Orange Blossom Days Read online

Page 12


  Sleep well both of u. Rest and take it easy. See u tomorrow. XXX he texted back, hoping that would be enough. He knew he should say I love you back, but for tonight the kisses would have to suffice. He wasn’t going to be emotionally blackmailed into saying I love you when he didn’t feel it.

  Can you call me? I’m lonely for u, came the plaintive response.

  Not now. With the girls. Doing their lessons, he fibbed. He wanted to remind Lenora he already had two children and they were entitled to his time too.

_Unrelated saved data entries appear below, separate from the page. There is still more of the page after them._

// Copyright 2023-Present Datadog, Inc. https://www.datadoghq.com/
// SPDX-License-Identifier: Apache-2.0

//! Converts OTLP wire spans into the flat shape the store and the viewers work with.
//!
//! Normalization never fails. Missing or malformed fields degrade to defaults: an unknown kind
//! becomes `UNSPECIFIED`, a missing status becomes `ok`, and timestamps that cannot be read yield
//! `NaN` milliseconds, which surface as `null` start/end times and a `null` duration.

use std::collections::HashMap;

use chrono::{DateTime, SecondsFormat, Utc};
use serde::{Serialize, Serializer};
use serde_json::Value;

use crate::otlp::{OtlpAnyValue, OtlpSpan};

const NANOS_PER_MILLI: f64 = 1_000_000.0;
const STATUS_CODE_ERROR: f64 = 2.0;

#[derive(Debug, Clone, Copy, PartialEq, Eq, Serialize)]
#[serde(rename_all = "SCREAMING_SNAKE_CASE")]
pub enum SpanKind {
    Unspecified,
    Internal,
    Server,
    Client,
    Producer,
    Consumer,
}

impl SpanKind {
    pub fn from_code(code: i64) -> Self {
        match code {
            1 => SpanKind::Internal,
            2 => SpanKind::Server,
            3 => SpanKind::Client,
            4 => SpanKind::Producer,
            5 => SpanKind::Consumer,
            _ => SpanKind::Unspecified,
        }
    }

    /// Reads the wire `kind`, which may be a number or a numeric string.
    pub fn from_wire(kind: &Value) -> Self {
        let code = match kind {
            Value::Number(n) => n.as_i64().or_else(|| {
                n.as_f64()
                    .filter(|code| code.fract() == 0.0 && code.abs() <= i64::MAX as f64)
                    .map(|code| code as i64)
            }),
            Value::String(s) => s.parse::<i64>().ok(),
            _ => None,
        };
        code.map_or(SpanKind::Unspecified, SpanKind::from_code)
    }

    pub fn as_str(&self) -> &'static str {
        match self {
            SpanKind::Unspecified => "UNSPECIFIED",
            SpanKind::Internal => "INTERNAL",
            SpanKind::Server => "SERVER",
            SpanKind::Client => "CLIENT",
            SpanKind::Producer => "PRODUCER",
            SpanKind::Consumer => "CONSUMER",
        }
    }
}

#[derive(Debug, Clone, Copy, PartialEq, Eq, Serialize)]
#[serde(rename_all = "lowercase")]
pub enum SpanStatus {
    Ok,
    Error,
}

impl SpanStatus {
    /// Only the numeric code 2 is an error; 1, 0, anything else or no status at all is `ok`.
    pub fn from_wire(code: Option<&Value>) -> Self {
        match code.and_then(Value::as_f64) {
            Some(code) if code == STATUS_CODE_ERROR => SpanStatus::Error,
            _ => SpanStatus::Ok,
        }
    }

    pub fn as_str(&self) -> &'static str {
        match self {
            SpanStatus::Ok => "ok",
            SpanStatus::Error => "error",
        }
    }
}

/// Scalar attribute value.
#[derive(Debug, Clone, PartialEq, Serialize)]
#[serde(untagged)]
pub enum AttributeValue {
    String(String),
    Int(i64),
    Float(f64),
    Bool(bool),
}

impl AttributeValue {
    /// Picks the first populated field in priority order: string, integer, float, boolean.
    /// Integers and floats are also accepted as decimal strings, as the protobuf JSON mapping
    /// encodes 64-bit integers that way.
    pub fn resolve(value: &OtlpAnyValue) -> Option<AttributeValue> {
        if let Some(s) = &value.string_value {
            return Some(AttributeValue::String(s.clone()));
        }
        let int = match &value.int_value {
            Value::Number(n) => n.as_i64().or_else(|| {
                n.as_f64()
                    .filter(|int| int.fract() == 0.0 && int.abs() <= i64::MAX as f64)
                    .map(|int| int as i64)
            }),
            Value::String(s) => s.parse::<i64>().ok(),
            _ => None,
        };
        if let Some(int) = int {
            return Some(AttributeValue::Int(int));
        }
        let float = match &value.double_value {
            Value::Number(n) => n.as_f64(),
            Value::String(s) => s.parse::<f64>().ok(),
            _ => None,
        };
        if let Some(float) = float {
            return Some(AttributeValue::Float(float));
        }
        value.bool_value.map(AttributeValue::Bool)
    }
}

/// A span in canonical form, before the store assigns its identity and ingestion time.
#[derive(Debug, Clone, PartialEq, Serialize)]
#[serde(rename_all = "camelCase")]
pub struct NormalizedSpan {
    #[serde(skip_serializing_if = "Option::is_none")]
    pub trace_id: Option<String>,
    #[serde(skip_serializing_if = "Option::is_none")]
    pub span_id: Option<String>,
    #[serde(skip_serializing_if = "Option::is_none")]
    pub parent_span_id: Option<String>,
    pub service: String,
    pub name: String,
    pub kind: SpanKind,
    #[serde(serialize_with = "iso8601::serialize_opt")]
    pub start_time: Option<DateTime<Utc>>,
    #[serde(serialize_with = "iso8601::serialize_opt")]
    pub end_time: Option<DateTime<Utc>>,
    /// Milliseconds, rounded to two decimals. Negative or `NaN` for malformed input.
    pub duration: f64,
    pub status: SpanStatus,
    pub attributes: HashMap<String, AttributeValue>,
    pub events: Vec<Value>,
    pub links: Vec<Value>,
}

/// Converts one wire span, tagging it with the service name of the resource it came from.
pub fn normalize(span: OtlpSpan, service_name: &str) -> NormalizedSpan {
    let start_ms = unix_nanos_to_millis(&span.start_time_unix_nano);
    let end_ms = unix_nanos_to_millis(&span.end_time_unix_nano);

    let mut attributes = HashMap::with_capacity(span.attributes.len());
    for attr in span.attributes {
        match attr.value.as_ref().and_then(AttributeValue::resolve) {
            Some(value) => {
                attributes.insert(attr.key, value);
            }
            // a later valueless occurrence still overrides an earlier one
            None => {
                attributes.remove(&attr.key);
            }
        }
    }

    NormalizedSpan {
        trace_id: span.trace_id,
        span_id: span.span_id,
        parent_span_id: span.parent_span_id,
        service: service_name.to_string(),
        name: span.name.unwrap_or_default(),
        kind: SpanKind::from_wire(&span.kind),
        start_time: millis_to_datetime(start_ms),
        end_time: millis_to_datetime(end_ms),
        duration: round_to_hundredths(end_ms - start_ms),
        status: SpanStatus::from_wire(span.status.as_ref().map(|status| &status.code)),
        attributes,
        events: into_sequence(span.events),
        links: into_sequence(span.links),
    }
}

/// Reads a nanosecond timestamp sent either as a JSON number or as a string, using the leading
/// integer part of strings. Returns `NaN` when no integer can be read.
fn unix_nanos_to_millis(nanos: &Value) -> f64 {
    let nanos = match nanos {
        Value::Number(n) => n
            .as_u64()
            .map(|n| n as f64)
            .or_else(|| n.as_i64().map(|n| n as f64))
            .or_else(|| n.as_f64().map(f64::trunc)),
        Value::String(s) => leading_integer(s),
        _ => None,
    };
    nanos.map_or(f64::NAN, |nanos| nanos / NANOS_PER_MILLI)
}

fn leading_integer(s: &str) -> Option<f64> {
    let s = s.trim_start();
    let unsigned = s.strip_prefix(['-', '+']).unwrap_or(s);
    let digits = unsigned
        .find(|c: char| !c.is_ascii_digit())
        .map_or(unsigned, |end| &unsigned[..end]);
    if digits.is_empty() {
        return None;
    }
    let magnitude = digits.parse::<f64>().ok()?;
    Some(if s.starts_with('-') {
        -magnitude
    } else {
        magnitude
    })
}

fn millis_to_datetime(millis: f64) -> Option<DateTime<Utc>> {
    if !millis.is_finite() {
        return None;
    }
    DateTime::from_timestamp_millis(millis.trunc() as i64)
}

/// Rounds half-up toward positive infinity, so `-0.005` becomes `-0.0` rather than `-0.01`.
fn round_to_hundredths(value: f64) -> f64 {
    (value * 100.0 + 0.5).floor() / 100.0
}

fn into_sequence(value: Value) -> Vec<Value> {
    match value {
        Value::Array(items) => items,
        _ => Vec::new(),
    }
}

/// ISO-8601 rendering with millisecond precision and a `Z` suffix, e.g.
/// `2018-12-13T14:51:00.000Z`.
pub(crate) mod iso8601 {
    use super::*;

    pub fn format(instant: &DateTime<Utc>) -> String {
        instant.to_rfc3339_opts(SecondsFormat::Millis, true)
    }

    pub fn serialize<S: Serializer>(instant: &DateTime<Utc>, s: S) -> Result<S::Ok, S::Error> {
        s.serialize_str(&format(instant))
    }

    pub fn serialize_opt<S: Serializer>(
        instant: &Option<DateTime<Utc>>,
        s: S,
    ) -> Result<S::Ok, S::Error> {
        match instant {
            Some(instant) => serialize(instant, s),
            None => s.serialize_none(),
        }
    }
}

  Cal turned off his phone. Lenora would be texting back and forth until he rang her and he wasn’t in the mood for it. He wasn’t going to be at anyone’s beck and call tonight. He needed to gather his reserves for what was to come.

  Lenora felt a boiling rage race through her like molten hot lava when she read and reread the text in front of her.

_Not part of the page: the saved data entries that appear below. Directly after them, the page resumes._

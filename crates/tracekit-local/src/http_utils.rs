// Copyright 2023-Present Datadog, Inc. https://www.datadoghq.com/
// SPDX-License-Identifier: Apache-2.0

use bytes::Bytes;
use http_body_util::{combinators::BoxBody, BodyExt, Full};
use hyper::{
    header::{self, HeaderValue},
    http::{self, HeaderMap},
    Request, Response, StatusCode,
};
use serde::Serialize;
use serde_json::json;
use tracing::{debug, error};

pub type Body = BoxBody<Bytes, hyper::Error>;
pub type HttpRequest = Request<Body>;
pub type HttpResponse = Response<Full<Bytes>>;

const CORS_ALLOWED_METHODS: &str = "GET, POST, DELETE, OPTIONS";
const CORS_ALLOWED_HEADERS: &str = "Content-Type";

/// Wraps an in-memory payload as a request body.
pub fn body_from(data: impl Into<Bytes>) -> Body {
    Full::new(data.into()).map_err(|never| match never {}).boxed()
}

/// Does two things:
/// 1. Logs the given message. Server errors (5xx) are logged at error level, anything else at
///    debug level.
/// 2. Returns the given message in the body of a JSON response with the given status code.
///
/// Response body format:
/// {
///     "error": message
/// }
pub fn log_and_create_error_response(
    message: &str,
    status: StatusCode,
) -> http::Result<HttpResponse> {
    if status.is_server_error() {
        error!("{message}");
    } else {
        debug!("{message}");
    }
    let body = json!({ "error": message }).to_string();
    Response::builder()
        .status(status)
        .header(header::CONTENT_TYPE, "application/json")
        .body(Full::new(Bytes::from(body)))
}

/// Serializes `payload` as the JSON body of a response with the given status code.
pub fn create_json_response<T: Serialize>(
    payload: &T,
    status: StatusCode,
) -> http::Result<HttpResponse> {
    match serde_json::to_vec(payload) {
        Ok(body) => Response::builder()
            .status(status)
            .header(header::CONTENT_TYPE, "application/json")
            .body(Full::new(Bytes::from(body))),
        Err(err) => log_and_create_error_response(
            &format!("Error serializing response body: {err}"),
            StatusCode::INTERNAL_SERVER_ERROR,
        ),
    }
}

pub fn create_empty_response(status: StatusCode) -> http::Result<HttpResponse> {
    Response::builder().status(status).body(Full::new(Bytes::new()))
}

/// Adds the permissive CORS headers the browser UI relies on.
pub fn apply_cors_headers(headers: &mut HeaderMap) {
    headers.insert(
        header::ACCESS_CONTROL_ALLOW_ORIGIN,
        HeaderValue::from_static("*"),
    );
    headers.insert(
        header::ACCESS_CONTROL_ALLOW_METHODS,
        HeaderValue::from_static(CORS_ALLOWED_METHODS),
    );
    headers.insert(
        header::ACCESS_CONTROL_ALLOW_HEADERS,
        HeaderValue::from_static(CORS_ALLOWED_HEADERS),
    );
}

/// Takes a request's header map, and verifies that the "content-length" header, when present, is
/// valid and not larger than the given max_content_length. Requests without the header (chunked
/// transfer encoding, or no body at all) pass here; their actual size is checked after the body
/// is read.
///
/// Will return None if no issues are found. Otherwise returns an HTTP response with the
/// appropriate error status code.
pub fn verify_request_content_length(
    header_map: &HeaderMap,
    max_content_length: usize,
) -> Option<http::Result<HttpResponse>> {
    let content_length_header = match header_map.get(header::CONTENT_LENGTH) {
        Some(res) => res,
        None => {
            if let Some(transfer_encoding_header) = header_map.get(header::TRANSFER_ENCODING) {
                debug!(
                    "Transfer-Encoding header is present: {:?}",
                    transfer_encoding_header
                );
            }
            return None;
        }
    };
    let content_length = match content_length_header
        .to_str()
        .ok()
        .and_then(|val| val.trim().parse::<usize>().ok())
    {
        Some(res) => res,
        None => {
            return Some(log_and_create_error_response(
                "Invalid Content-Length header",
                StatusCode::BAD_REQUEST,
            ));
        }
    };
    if content_length > max_content_length {
        return Some(payload_too_large());
    }
    None
}

pub fn payload_too_large() -> http::Result<HttpResponse> {
    log_and_create_error_response("Payload too large", StatusCode::PAYLOAD_TOO_LARGE)
}

#[cfg(test)]
mod tests {
    use http_body_util::BodyExt;
    use hyper::header;
    use hyper::HeaderMap;
    use hyper::StatusCode;

    use super::*;

    fn create_test_headers_with_content_length(val: &str) -> HeaderMap {
        let mut map = HeaderMap::new();
        map.insert(header::CONTENT_LENGTH, val.parse().unwrap());
        map
    }

    async fn get_response_body_as_string(response: HttpResponse) -> String {
        let body = response.into_body();
        let bytes = body.collect().await.unwrap().to_bytes();
        String::from_utf8(bytes.into_iter().collect()).unwrap()
    }

    #[tokio::test]
    async fn test_request_content_length_missing_is_allowed() {
        assert!(verify_request_content_length(&HeaderMap::new(), 1).is_none());

        let mut chunked = HeaderMap::new();
        chunked.insert(header::TRANSFER_ENCODING, "chunked".parse().unwrap());
        assert!(verify_request_content_length(&chunked, 1).is_none());
    }

    #[tokio::test]
    async fn test_request_content_length_cant_convert_to_usize() {
        let verify_result = verify_request_content_length(
            &create_test_headers_with_content_length("not_an_int"),
            1,
        );
        let response = verify_result.unwrap().unwrap();
        assert_eq!(response.status(), StatusCode::BAD_REQUEST);
        assert_eq!(
            get_response_body_as_string(response).await,
            "{\"error\":\"Invalid Content-Length header\"}".to_string()
        );
    }

    #[tokio::test]
    async fn test_request_content_length_too_long() {
        let verify_result =
            verify_request_content_length(&create_test_headers_with_content_length("100"), 1);
        let response = verify_result.unwrap().unwrap();
        assert_eq!(response.status(), StatusCode::PAYLOAD_TOO_LARGE);
        assert_eq!(
            get_response_body_as_string(response).await,
            "{\"error\":\"Payload too large\"}".to_string()
        );
    }

    #[tokio::test]
    async fn test_request_content_length_within_limit() {
        let verify_result =
            verify_request_content_length(&create_test_headers_with_content_length("10"), 10);
        assert!(verify_result.is_none());
    }

    #[tokio::test]
    async fn test_json_response_body_and_content_type() {
        let response =
            create_json_response(&json!({ "success": true }), StatusCode::OK).unwrap();
        assert_eq!(response.status(), StatusCode::OK);
        assert_eq!(
            response.headers()[header::CONTENT_TYPE],
            HeaderValue::from_static("application/json")
        );
        assert_eq!(
            get_response_body_as_string(response).await,
            "{\"success\":true}"
        );
    }

    #[test]
    fn test_cors_headers() {
        let mut headers = HeaderMap::new();
        apply_cors_headers(&mut headers);
        assert_eq!(headers[header::ACCESS_CONTROL_ALLOW_ORIGIN], "*");
        assert_eq!(
            headers[header::ACCESS_CONTROL_ALLOW_METHODS],
            "GET, POST, DELETE, OPTIONS"
        );
        assert_eq!(headers[header::ACCESS_CONTROL_ALLOW_HEADERS], "Content-Type");
    }

    #[tokio::test]
    async fn test_body_from_collects_back() {
        let bytes = body_from("payload").collect().await.unwrap().to_bytes();
        assert_eq!(bytes, Bytes::from_static(b"payload"));
    }
}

  Was Cal Cooper for real? She’d just endured the most horrific twenty-four hours of her life, after nine months of puking, and heartburn, and aching hips and sciatica and pelvic pain, and getting as fat as a walrus, and having her boobs dripping with milk, and drenching her panties in a drugstore line in front of half a dozen strangers when her waters broke, before delivering his son, after being prodded and poked and told to push by absolute strangers, with her nether regions bared to the world? And he had the absolute nerve to tell her he couldn’t call because he was doing schoolwork with his girls.

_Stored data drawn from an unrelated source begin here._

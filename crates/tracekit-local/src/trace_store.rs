// Copyright 2023-Present Datadog, Inc. https://www.datadoghq.com/
// SPDX-License-Identifier: Apache-2.0

//! Bounded in-memory retention of normalized spans.
//!
//! [`TraceStore`] is the plain collection: newest-first, capped by count, with filtering,
//! pagination and age-based eviction. [`TraceStorage`] is the handle the rest of the process
//! shares. It guards one `TraceStore` behind a single async mutex (reads and writes alike) and
//! owns the periodic sweep task, which runs until [`TraceStorage::stop_cleanup`] is called.

use std::collections::{HashSet, VecDeque};
use std::sync::Arc;
use std::time::Duration;

use chrono::{DateTime, Utc};
use serde::Serialize;
use tokio::sync::Mutex;
use tokio::time::{interval, MissedTickBehavior};
use tokio_util::sync::CancellationToken;
use tracing::{debug, info};

use crate::config::StoreConfig;
use crate::normalizer::{iso8601, NormalizedSpan};

pub const DEFAULT_PAGE_LIMIT: usize = 100;
const GENERATED_ID_PREFIX: &str = "trace_";
const GENERATED_ID_SUFFIX_LEN: usize = 9;
const MIN_CLEANUP_INTERVAL: Duration = Duration::from_millis(1);
const BASE36_ALPHABET: &[u8; 36] = b"0123456789abcdefghijklmnopqrstuvwxyz";

/// A stored span: the normalized span plus the identity and ingestion time assigned on insert.
/// Records are never modified after insertion.
#[derive(Debug, Clone, PartialEq, Serialize)]
#[serde(rename_all = "camelCase")]
pub struct TraceRecord {
    pub id: String,
    #[serde(flatten)]
    pub span: NormalizedSpan,
    /// Ingestion instant in epoch milliseconds; drives ordering and retention.
    pub timestamp: i64,
    #[serde(serialize_with = "iso8601::serialize")]
    pub received_at: DateTime<Utc>,
}

/// Equality filters and pagination for [`TraceStore::get_all`]. Empty filter strings are
/// treated as absent.
#[derive(Debug, Clone, PartialEq, Eq)]
pub struct TraceQuery {
    pub limit: usize,
    pub offset: usize,
    pub service: Option<String>,
    pub status: Option<String>,
}

impl Default for TraceQuery {
    fn default() -> Self {
        TraceQuery {
            limit: DEFAULT_PAGE_LIMIT,
            offset: 0,
            service: None,
            status: None,
        }
    }
}

#[derive(Debug, Clone, PartialEq, Serialize)]
pub struct TracePage {
    pub traces: Vec<TraceRecord>,
    /// Number of records matching the filters, before pagination.
    pub total: usize,
    pub offset: usize,
    pub limit: usize,
}

#[derive(Debug, Clone, PartialEq, Serialize)]
#[serde(rename_all = "camelCase")]
pub struct TraceStats {
    pub total_traces: usize,
    /// Distinct service names, newest first.
    pub services: Vec<String>,
    #[serde(serialize_with = "iso8601::serialize_opt")]
    pub oldest_trace: Option<DateTime<Utc>>,
    #[serde(serialize_with = "iso8601::serialize_opt")]
    pub newest_trace: Option<DateTime<Utc>>,
}

#[derive(Debug)]
pub struct TraceStore {
    /// Newest first.
    traces: VecDeque<TraceRecord>,
    config: StoreConfig,
}

impl TraceStore {
    pub fn new(config: StoreConfig) -> Self {
        TraceStore {
            traces: VecDeque::with_capacity(config.max_traces.min(1024)),
            config,
        }
    }

    pub fn config(&self) -> &StoreConfig {
        &self.config
    }

    pub fn len(&self) -> usize {
        self.traces.len()
    }

    pub fn is_empty(&self) -> bool {
        self.traces.is_empty()
    }

    pub fn add(&mut self, span: NormalizedSpan) -> TraceRecord {
        self.add_at(span, Utc::now())
    }

    /// Inserts a span received at `now`. The record's id is its trace id unless that id is
    /// missing or already taken by a stored record, in which case a `trace_<millis>_<suffix>`
    /// token is generated. Drops the oldest records beyond `max_traces`.
    pub fn add_at(&mut self, span: NormalizedSpan, now: DateTime<Utc>) -> TraceRecord {
        let timestamp = now.timestamp_millis();
        let id = match span.trace_id.as_deref().filter(|id| !id.is_empty()) {
            Some(trace_id) if !self.contains_id(trace_id) => trace_id.to_string(),
            _ => self.generate_unique_id(timestamp),
        };

        let record = TraceRecord {
            id,
            span,
            timestamp,
            received_at: now,
        };
        self.traces.push_front(record.clone());
        self.traces.truncate(self.config.max_traces);
        record
    }

    pub fn get_all(&self, query: &TraceQuery) -> TracePage {
        let service = query.service.as_deref().filter(|s| !s.is_empty());
        let status = query.status.as_deref().filter(|s| !s.is_empty());

        let filtered: Vec<&TraceRecord> = self
            .traces
            .iter()
            .filter(|t| service.map_or(true, |service| t.span.service == service))
            .filter(|t| status.map_or(true, |status| t.span.status.as_str() == status))
            .collect();

        TracePage {
            total: filtered.len(),
            traces: filtered
                .into_iter()
                .skip(query.offset)
                .take(query.limit)
                .cloned()
                .collect(),
            offset: query.offset,
            limit: query.limit,
        }
    }

    /// Looks a record up by its assigned id or by its raw trace id; the newest match wins.
    pub fn get_by_id(&self, id: &str) -> Option<&TraceRecord> {
        self.traces
            .iter()
            .find(|t| t.id == id || t.span.trace_id.as_deref() == Some(id))
    }

    /// Records ingested strictly after `since` (epoch milliseconds), newest first.
    pub fn get_recent(&self, since: i64) -> Vec<TraceRecord> {
        self.traces
            .iter()
            .filter(|t| t.timestamp > since)
            .cloned()
            .collect()
    }

    pub fn clear(&mut self) {
        self.traces.clear();
    }

    pub fn stats(&self) -> TraceStats {
        let mut seen = HashSet::new();
        let services = self
            .traces
            .iter()
            .filter(|t| seen.insert(t.span.service.as_str()))
            .map(|t| t.span.service.clone())
            .collect();

        TraceStats {
            total_traces: self.traces.len(),
            services,
            oldest_trace: self.traces.back().map(|t| t.received_at),
            newest_trace: self.traces.front().map(|t| t.received_at),
        }
    }

    /// Removes every record not newer than `now - max_age` and returns how many were removed.
    pub fn evict_expired(&mut self, now: DateTime<Utc>) -> usize {
        let max_age_ms = i64::try_from(self.config.max_age.as_millis()).unwrap_or(i64::MAX);
        let cutoff = now.timestamp_millis().saturating_sub(max_age_ms);
        let before = self.traces.len();
        self.traces.retain(|t| t.timestamp > cutoff);
        before - self.traces.len()
    }

    fn contains_id(&self, id: &str) -> bool {
        self.traces.iter().any(|t| t.id == id)
    }

    fn generate_unique_id(&self, now_ms: i64) -> String {
        loop {
            let id = generate_id(now_ms);
            if !self.contains_id(&id) {
                return id;
            }
        }
    }
}

fn generate_id(now_ms: i64) -> String {
    let suffix: String = (0..GENERATED_ID_SUFFIX_LEN)
        .map(|_| BASE36_ALPHABET[fastrand::usize(..BASE36_ALPHABET.len())] as char)
        .collect();
    format!("{GENERATED_ID_PREFIX}{now_ms}_{suffix}")
}

/// Shared handle to the process-wide trace store.
///
/// Cloning is cheap; all clones see the same records. Constructing one spawns the periodic
/// sweep, so it must happen inside a Tokio runtime.
#[derive(Clone, Debug)]
pub struct TraceStorage {
    inner: Arc<Mutex<TraceStore>>,
    cleanup_token: CancellationToken,
}

impl TraceStorage {
    pub fn new(config: StoreConfig) -> Self {
        let storage = TraceStorage {
            inner: Arc::new(Mutex::new(TraceStore::new(config))),
            cleanup_token: CancellationToken::new(),
        };

        let sweeper = storage.clone();
        tokio::spawn(async move {
            sweeper.run_cleanup(config).await;
        });
        storage
    }

    async fn run_cleanup(self, config: StoreConfig) {
        let mut ticker = interval(config.cleanup_interval.max(MIN_CLEANUP_INTERVAL));
        ticker.set_missed_tick_behavior(MissedTickBehavior::Delay);
        ticker.tick().await; // discard first tick, which is instantaneous

        loop {
            tokio::select! {
                _ = self.cleanup_token.cancelled() => break,
                _ = ticker.tick() => {
                    self.sweep().await;
                }
            }
        }
        debug!("Trace store cleanup stopped");
    }

    /// Runs one age-based eviction pass immediately.
    pub async fn sweep(&self) -> usize {
        let removed = self.inner.lock().await.evict_expired(Utc::now());
        if removed > 0 {
            info!("Cleaned up {removed} old traces");
        }
        removed
    }

    /// Cancels the periodic sweep. Records and configuration are untouched; calling it again is
    /// a no-op.
    pub fn stop_cleanup(&self) {
        self.cleanup_token.cancel();
    }

    pub fn is_cleanup_running(&self) -> bool {
        !self.cleanup_token.is_cancelled()
    }

    pub async fn add(&self, span: NormalizedSpan) -> TraceRecord {
        self.inner.lock().await.add(span)
    }

    pub async fn get_all(&self, query: &TraceQuery) -> TracePage {
        self.inner.lock().await.get_all(query)
    }

    pub async fn get_by_id(&self, id: &str) -> Option<TraceRecord> {
        self.inner.lock().await.get_by_id(id).cloned()
    }

    pub async fn get_recent(&self, since: i64) -> Vec<TraceRecord> {
        self.inner.lock().await.get_recent(since)
    }

    pub async fn clear(&self) {
        self.inner.lock().await.clear();
    }

    pub async fn stats(&self) -> TraceStats {
        self.inner.lock().await.stats()
    }

    pub async fn len(&self) -> usize {
        self.inner.lock().await.len()
    }
}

  I need ur support, Cal. I’ve just given birth to ur . . .OUR SON! I need u to ring me.

  She pressed send and waited. And waited . . . and waited. Incensed, she checked to see if the text had been read. It hadn’t even been delivered. Fuming she rang Cal’s number and got his voicemail. The bastard had turned off his phone.

  ‘How can you turn off your phone, Cal?’ she demanded. ‘Aren’t you at all concerned for me after what I went through? I could develop an infection or a clot or any number of things. Don’t you CARE?’ Her voice got higher and higher and she burst into tears before hanging up. She was sobbing into her pillow when the nurse arrived with that dreaded instrument of torture, the breast pump. Her beautiful pert breasts that Cal had so enjoyed were bursting, sore, blue-veined, stretch-marked globes that she couldn’t bear to look at. When the midwife had asked was she breast-feeding Lenora had given an emphatic no! The idea of it made her shudder. Hell, she didn’t even want to bottle-feed. She just wanted to hand over that squawking little bundle that was making strange snuffling little noises to a nurse, take a painkiller that would numb the soreness where she was stitched, and sleep and then wake up and find out that it had all been a nightmare and she was not a mother and her life was entirely her own again. Tears slid down her cheeks.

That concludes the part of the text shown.